Then Why Does the Military Have Artillery, Dennis?

Acting Brady President Dennis Henigan notes about the Norway massacre:

For those who are quick to argue that “guns don’t kill people, people kill people,” it is instructive that the Norway killer took many more lives with his guns than with his explosives. Violent individuals intent on inflicting multiple fatalities don’t choose knives or baseball bats. With few exceptions, they choose guns.

That the explosives did not kill more people has more to do with luck and bad planning on the part of the killer. His shooting spree, in contrast, was much more thought out. McVeigh’s bomb killed 168 people. There’s no fundamental reason explosives have to result in a lower death toll. If small arms were so unbelievably deadly as Dennis would have people believe, the military would have no use for grenades, bombs, rockets, missiles, and artillery.

10 thoughts on “Then Why Does the Military Have Artillery, Dennis?”

  1. I think you are looking at this the wrong way. Dennis is clearly making the case that it’s time to deregulate hand grenades.

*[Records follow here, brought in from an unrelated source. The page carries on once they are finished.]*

//! Primitive matchers. Each one checks (or coerces) a single value and
//! returns the canonical form, or the kind of failure; the evaluator attaches
//! path and condition handling.
use chrono::{Datelike, NaiveDate, NaiveDateTime};
use once_cell::sync::Lazy;
use ordered_float::OrderedFloat;
use regex::Regex;

use crate::error::FailureKind;
use crate::value::{DATE_FORMAT, Number, Value};

/// Digit strings a lenient `Number` accepts: no sign, no exponent.
static NUMBER_TEXT: Lazy<Regex> = Lazy::new(|| Regex::new(r"^[0-9]+(\.[0-9]+)?$").unwrap());
static DATE_SHAPE: Lazy<Regex> = Lazy::new(|| Regex::new(r"^[0-9]{4}-[0-9]{2}-[0-9]{2}$").unwrap());
static DATETIME_SHAPE: Lazy<Regex> = Lazy::new(|| {
    Regex::new(r"^[0-9]{4}-[0-9]{2}-[0-9]{2}T[0-9]{2}:[0-9]{2}:[0-9]{2}(\.[0-9]{1,6}Z?)?$").unwrap()
});

/// Tried in order: plain seconds, fractional seconds, fractional seconds + `Z`.
pub const DATETIME_FORMATS: [&str; 3] = [
    "%Y-%m-%dT%H:%M:%S",
    "%Y-%m-%dT%H:%M:%S%.f",
    "%Y-%m-%dT%H:%M:%S%.fZ",
];

/// Calendar years start at 1; `0000-..` is not a date.
const MIN_YEAR: i32 = 1;

pub const FALSE_TOKENS: [&str; 5] = ["no", "False", "false", "f", "0"];
pub const TRUE_TOKENS: [&str; 5] = ["yes", "True", "true", "t", "1"];

fn mismatch(expected: impl Into<String>, found: &Value) -> FailureKind {
    FailureKind::TypeMismatch { expected: expected.into(), found: found.type_name() }
}

pub fn string(strict: bool, value: &Value) -> Result<Value, FailureKind> {
    match value {
        Value::String(s) => Ok(Value::String(s.clone())),
        _ if strict => Err(mismatch("string", value)),
        other => Ok(Value::String(other.to_plain_string())),
    }
}

pub fn regex_string(source: &str, regex: &Regex, value: &Value) -> Result<Value, FailureKind> {
    let s = value.as_str().ok_or_else(|| mismatch("string", value))?;
    if regex.is_match(s) {
        Ok(Value::String(s.to_string()))
    } else {
        Err(FailureKind::PatternMismatch { pattern: source.to_string() })
    }
}

pub fn number(min: Option<f64>, max: Option<f64>, strict: bool, value: &Value) -> Result<Value, FailureKind> {
    let n = match value {
        Value::Number(n) => n.canonical(),
        Value::String(s) if !strict && NUMBER_TEXT.is_match(s) => {
            parse_digits(s).ok_or_else(|| mismatch("numeric string", value))?
        }
        Value::String(_) if !strict => return Err(mismatch("numeric string", value)),
        _ => return Err(mismatch("number", value)),
    };
    let x = n.as_f64();
    if min.is_some_and(|lo| x < lo) || max.is_some_and(|hi| x > hi) {
        return Err(FailureKind::RangeError { min, max });
    }
    Ok(Value::Number(n))
}

/// Whole numbers parse exactly; anything that overflows `f64` is rejected
/// rather than becoming an infinity the interchange format can't carry.
fn parse_digits(s: &str) -> Option<Number> {
    if let Ok(u) = s.parse::<u64>() {
        return Some(Number::from_u64(u));
    }
    let parsed = s.parse::<f64>().ok().filter(|x| x.is_finite())?;
    Some(Number::Float(OrderedFloat(parsed)).canonical())
}

pub fn null(value: &Value) -> Result<Value, FailureKind> {
    match value {
        Value::Null => Ok(Value::Null),
        _ => Err(mismatch("null", value)),
    }
}

/// Already-parsed dates pass through, so cleaned output re-cleans unchanged.
pub fn date(value: &Value) -> Result<Value, FailureKind> {
    if let Value::Date(d) = value {
        return Ok(Value::Date(*d));
    }
    let s = value.as_str().ok_or_else(|| mismatch("date string", value))?;
    if !DATE_SHAPE.is_match(s) {
        return Err(FailureKind::FormatError { expected: "date" });
    }
    NaiveDate::parse_from_str(s, DATE_FORMAT)
        .ok()
        .filter(|d| d.year() >= MIN_YEAR)
        .map(Value::Date)
        .ok_or(FailureKind::FormatError { expected: "date" })
}

pub fn datetime(value: &Value) -> Result<Value, FailureKind> {
    if let Value::Datetime(d) = value {
        return Ok(Value::Datetime(*d));
    }
    let s = value.as_str().ok_or_else(|| mismatch("datetime string", value))?;
    if !DATETIME_SHAPE.is_match(s) {
        return Err(FailureKind::FormatError { expected: "datetime" });
    }
    DATETIME_FORMATS
        .iter()
        .find_map(|fmt| NaiveDateTime::parse_from_str(s, fmt).ok())
        .filter(|d| d.year() >= MIN_YEAR)
        .map(Value::Datetime)
        .ok_or(FailureKind::FormatError { expected: "datetime" })
}

pub fn boolean(strict: bool, value: &Value) -> Result<Value, FailureKind> {
    if let Value::Bool(b) = value {
        return Ok(Value::Bool(*b));
    }
    if strict {
        return Err(mismatch("boolean", value));
    }
    match value {
        Value::Null => Ok(Value::Bool(false)),
        Value::String(s) if FALSE_TOKENS.contains(&s.as_str()) => Ok(Value::Bool(false)),
        Value::String(s) if TRUE_TOKENS.contains(&s.as_str()) => Ok(Value::Bool(true)),
        Value::Number(n) if *n == Number::Int(0) => Ok(Value::Bool(false)),
        Value::Number(n) if *n == Number::Int(1) => Ok(Value::Bool(true)),
        _ => Err(mismatch("boolean-like value", value)),
    }
}

pub fn constant(expected: &Value, value: &Value) -> Result<Value, FailureKind> {
    if value != expected {
        return Err(FailureKind::TypeMismatch {
            expected: format!("constant {expected}"),
            found: value.type_name(),
        });
    }
    Ok(expected.clone())
}

// ------------------------------- Tests ------------------------------------ //

#[cfg(test)]
mod tests {
    use super::*;
    use pretty_assertions::assert_eq;
    use serde_json::json;

    fn v(j: serde_json::Value) -> Value {
        Value::from(j)
    }

    #[test]
    fn strict_string_rejects_other_types() {
        assert_eq!(string(true, &v(json!("a"))), Ok(v(json!("a"))));
        assert_eq!(string(true, &v(json!(1))).unwrap_err().name(), "TypeMismatch");
    }

    #[test]
    fn lenient_string_stringifies() {
        assert_eq!(string(false, &v(json!(12))), Ok(v(json!("12"))));
        assert_eq!(string(false, &v(json!(true))), Ok(v(json!("true"))));
        assert_eq!(string(false, &Value::Null), Ok(v(json!("null"))));
    }

    #[test]
    fn regex_requires_full_match() {
        let re = Regex::new("^(?:[a-z]+)$").unwrap();
        assert_eq!(regex_string("[a-z]+", &re, &v(json!("abc"))), Ok(v(json!("abc"))));
        assert_eq!(
            regex_string("[a-z]+", &re, &v(json!("abc1"))),
            Err(FailureKind::PatternMismatch { pattern: "[a-z]+".into() })
        );
        assert_eq!(regex_string("[a-z]+", &re, &v(json!(1))).unwrap_err().name(), "TypeMismatch");
    }

    #[test]
    fn number_bounds_are_inclusive() {
        let check = |x: f64| number(Some(0.0), Some(10.0), false, &Value::from(x));
        assert!(check(0.0).is_ok());
        assert!(check(10.0).is_ok());
        assert_eq!(check(-0.001).unwrap_err().name(), "RangeError");
        assert_eq!(check(10.0001).unwrap_err().name(), "RangeError");
    }

    #[test]
    fn lenient_number_parses_digit_strings() {
        assert_eq!(number(None, None, false, &v(json!("1234"))), Ok(v(json!(1234))));
        assert_eq!(number(None, None, false, &v(json!("12.5"))), Ok(v(json!(12.5))));
        assert_eq!(number(None, None, false, &v(json!("-1"))).unwrap_err().name(), "TypeMismatch");
        assert_eq!(number(None, None, false, &v(json!("1234a"))).unwrap_err().name(), "TypeMismatch");
        assert_eq!(number(None, None, true, &v(json!("1234"))).unwrap_err().name(), "TypeMismatch");
        assert_eq!(number(None, None, false, &v(json!(true))).unwrap_err().name(), "TypeMismatch");
    }

    #[test]
    fn lenient_number_rejects_digit_strings_beyond_f64() {
        let huge = "1".repeat(400);
        assert_eq!(number(None, None, false, &Value::from(huge.as_str())).unwrap_err().name(), "TypeMismatch");
        let huge_fraction = format!("{huge}.5");
        assert!(number(None, None, false, &Value::from(huge_fraction)).is_err());
    }

    #[test]
    fn lenient_number_keeps_large_integers_exact() {
        assert_eq!(
            number(None, None, false, &v(json!("18446744073709551615"))),
            Ok(Value::Number(Number::UInt(u64::MAX)))
        );
        assert_eq!(
            number(None, None, false, &v(json!("9007199254740993"))),
            Ok(Value::Number(Number::Int(9_007_199_254_740_993)))
        );
    }

    #[test]
    fn integral_floats_become_integers() {
        assert!(matches!(
            number(None, None, true, &Value::from(3.0)),
            Ok(Value::Number(Number::Int(3)))
        ));
    }

    #[test]
    fn dates_parse_and_reject_impossible_calendar_days() {
        assert_eq!(
            date(&v(json!("2017-08-10"))),
            Ok(Value::Date(NaiveDate::from_ymd_opt(2017, 8, 10).unwrap()))
        );
        assert_eq!(date(&v(json!("2017-13-10"))), Err(FormatErr::date()));
        assert_eq!(date(&v(json!("2017-8-10"))), Err(FormatErr::date()));
        assert_eq!(date(&v(json!(20170810))).unwrap_err().name(), "TypeMismatch");
        assert_eq!(date(&v(json!("0000-01-01"))), Err(FormatErr::date()));
        assert!(date(&v(json!("0001-01-01"))).is_ok());
        let parsed = date(&v(json!("2017-08-10"))).unwrap();
        assert_eq!(date(&parsed), Ok(parsed.clone()));
    }

    #[test]
    fn datetimes_accept_three_shapes() {
        let expect = |s: &str| datetime(&v(json!(s))).unwrap().as_datetime().unwrap();
        let plain = expect("2000-01-02T10:10:10");
        assert_eq!(plain.format("%H:%M:%S").to_string(), "10:10:10");
        let frac = expect("2000-01-02T10:10:10.123");
        assert_eq!(frac.and_utc().timestamp_subsec_millis(), 123);
        let zulu = expect("2000-01-02T10:10:10.123Z");
        assert_eq!(frac, zulu);
        assert_eq!(datetime(&v(json!("2000-01-02 10:10:10"))), Err(FormatErr::datetime()));
        assert_eq!(datetime(&v(json!("2000-01-02T25:10:10"))), Err(FormatErr::datetime()));
        assert_eq!(datetime(&v(json!("2000-01-02T10:10:10Z"))), Err(FormatErr::datetime()));
        // at most microsecond precision
        assert!(datetime(&v(json!("2000-01-02T10:10:10.123456"))).is_ok());
        assert_eq!(datetime(&v(json!("2000-01-02T10:10:10.1234567"))), Err(FormatErr::datetime()));
        assert_eq!(datetime(&v(json!("2000-01-02T10:10:10.1234567Z"))), Err(FormatErr::datetime()));
        assert_eq!(datetime(&v(json!("0000-01-02T10:10:10"))), Err(FormatErr::datetime()));
    }

    #[test]
    fn lenient_boolean_tokens() {
        for falsy in [json!("no"), json!("false"), json!("False"), json!("f"), json!("0"), json!(0), json!(null)] {
            assert_eq!(boolean(false, &v(falsy)), Ok(Value::Bool(false)));
        }
        for truthy in [json!("yes"), json!("true"), json!("True"), json!("t"), json!("1"), json!(1)] {
            assert_eq!(boolean(false, &v(truthy)), Ok(Value::Bool(true)));
        }
        assert_eq!(boolean(false, &v(json!("maybe"))).unwrap_err().name(), "TypeMismatch");
        assert_eq!(boolean(false, &v(json!(2))).unwrap_err().name(), "TypeMismatch");
        assert_eq!(boolean(true, &v(json!("true"))).unwrap_err().name(), "TypeMismatch");
    }

    #[test]
    fn constant_uses_structural_equality() {
        let expected = v(json!({"a": [1, 2]}));
        assert_eq!(constant(&expected, &v(json!({"a": [1.0, 2]}))), Ok(expected.clone()));
        assert_eq!(constant(&expected, &v(json!({"a": [1]}))).unwrap_err().name(), "TypeMismatch");
    }

    struct FormatErr;

    impl FormatErr {
        fn date() -> FailureKind {
            FailureKind::FormatError { expected: "date" }
        }
        fn datetime() -> FailureKind {
            FailureKind::FormatError { expected: "datetime" }
        }
    }
}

  2. I’d be willing to bet that the explosives were intended more to distract the authorities and draw away resources than for a high casualty count. IIRC, some politician who would have likely been a high priority target for him was supposed to be at the island. Also, the isolated nature of the island made it an unusually “soft” target, even for Norway, giving him additional time that he put to effective use.

    The fact that the police had to wait for people with guns weighed in his favour, too. Even if they’d had a usable boat available right away, the unarmed officers wouldn’t have been very effective.

  3. One of the most lethal criminal acts in the US was done with a dollars worth of gasoline, the Happy Land arson.

    But yeah, explosives in the hands of an expert are enormously lethal. Luckily most bomb makers are far from experts.

  4. Reminds me of their line of argument that seeks to portray semiauto guns as dangerous and destructive as full auto guns. To me, that’s simply an argument to deregulate full auto guns (because semis are clearly a protected class of arms vis a vis the common use criterion). Not to mention that there are strong arguments that full auto guns, outside crew-served rigs perhaps, are protected too …

  5. There he goes again, Henigan rationalizing his obsession against guns.
    When governments slaughtered millions and millions of people in the twentieth century, they often chose guns with which to do it. Guns don’t kill people, governments do, but Henigan wants governments to be the only ones with guns.
    In Norway, it was the government that not only disarmed the victims so that they could be slaughtered, the government there then failed to respond in a timely manner to save lives. People were set up to be slaughtered and then allowed to be slaughtered. That was both active and passive participation in their murders by the leftist government.
    I’ll carry my own gun and protect myself, Henigan, if you don’t mind, and especially if you do.
    Henigan’s relentless, organized subversion of the Second Amendment should be a criminal activity in a civilized society. His well-funded, guerrilla attacks against our freedom should be ended by law. He should be arrested, tried, convicted, fined and imprisoned, just he like wants to do to private gun owners. He’s always arguing that the Second Amendment is not unlimited; let him find the limits of the First Amendment, to his displeasure. Put him on trial, and let the hypocrite make our arguments for freedom for us.

  6. Henigan is full of crap. If you actually study terrorist activities, you find out that the random crazies will use just about anything they can get their hands on while the organized cells use guns less not more.

    This is because shootings have a very high attrition rate for the shooter. There is a good chance he will be caught or killed as soon as he encounters armed resistance. Long term cells start running into problems replacing these people fairly quickly, so they switch to techniques with much lower attrition rates like planted explosives.

  7. What Chas calls Henigan’s “obsession against guns,” is really his obsession with easy access to guns by the bad guys.

    I can understand why you need to misrepresent what he stands for, otherwise it would be hard to disagree with so vehemently and unanimously.

  8. Violent individuals intent on inflicting multiple fatalities don’t choose knives or baseball bats. With few exceptions, they choose guns.

    They also don’t choose to go on their shooting rampages at gun shows or gun ranges for some odd reason. I guess they prefer their victims to be unarmed?